(Stored data entries)
============

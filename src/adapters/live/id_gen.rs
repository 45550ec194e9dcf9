//! Random log stream suffixes.

use uuid::Uuid;

use crate::ports::IdGenerator;

/// Produces random v4 UUIDs.
#[derive(Debug, Default)]
pub struct UuidGenerator;

impl IdGenerator for UuidGenerator {
    fn stream_suffix(&self) -> String {
        Uuid::new_v4().to_string()
    }
}
//! Suffixes for probe log streams.

/// Produces the unique tail of each probe log stream name.
///
/// Stream names are `<prefix>/<container>/ecs-reconcile-verify-<suffix>`, so
/// two verify runs against the same log group never write to one stream.
pub trait IdGenerator: Send + Sync {
    /// Returns a suffix no earlier call has returned.
    fn stream_suffix(&self) -> String;
}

============

Instructions for the task
Transcribe all of the lines in the records precisely.

Response for this exercise
filename src/adapters/live/id_gen.rs
repository 45550ec194e9dcf9
//! Random log stream suffixes.

use uuid::Uuid;

use crate::ports::IdGenerator;

/// Produces random v4 UUIDs.
#[derive(Debug, Default)]
pub struct UuidGenerator;

impl IdGenerator for UuidGenerator {
    fn stream_suffix(&self) -> String {
        Uuid::new_v4().to_string()
    }
}
//! Suffixes for probe log streams.

/// Produces the unique tail of each probe log stream name.
///
/// Stream names are `<prefix>/<container>/ecs-reconcile-verify-<suffix>`, so
/// two verify runs against the same log group never write to one stream.
pub trait IdGenerator: Send + Sync {
    /// Returns a suffix no earlier call has returned.
    fn stream_suffix(&self) -> String;
}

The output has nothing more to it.